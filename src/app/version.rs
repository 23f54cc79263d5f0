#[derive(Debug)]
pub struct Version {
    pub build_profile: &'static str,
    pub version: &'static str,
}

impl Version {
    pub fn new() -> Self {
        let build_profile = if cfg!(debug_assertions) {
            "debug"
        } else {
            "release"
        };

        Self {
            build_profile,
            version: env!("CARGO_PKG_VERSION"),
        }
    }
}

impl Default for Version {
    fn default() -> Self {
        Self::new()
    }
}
-*-
* _ACTIVITY_:
Restate each record above exactly, leaving nothing out.

* _ANSWER TO THE EXERCISE_:
filename src/app/version.rs
repository 23f54cc79263d5f0
#[derive(Debug)]
pub struct Version {
    pub build_profile: &'static str,
    pub version: &'static str,
}

impl Version {
    pub fn new() -> Self {
        let build_profile = if cfg!(debug_assertions) {
            "debug"
        } else {
            "release"
        };

        Self {
            build_profile,
            version: env!("CARGO_PKG_VERSION"),
        }
    }
}

impl Default for Version {
    fn default() -> Self {
        Self::new()
    }
}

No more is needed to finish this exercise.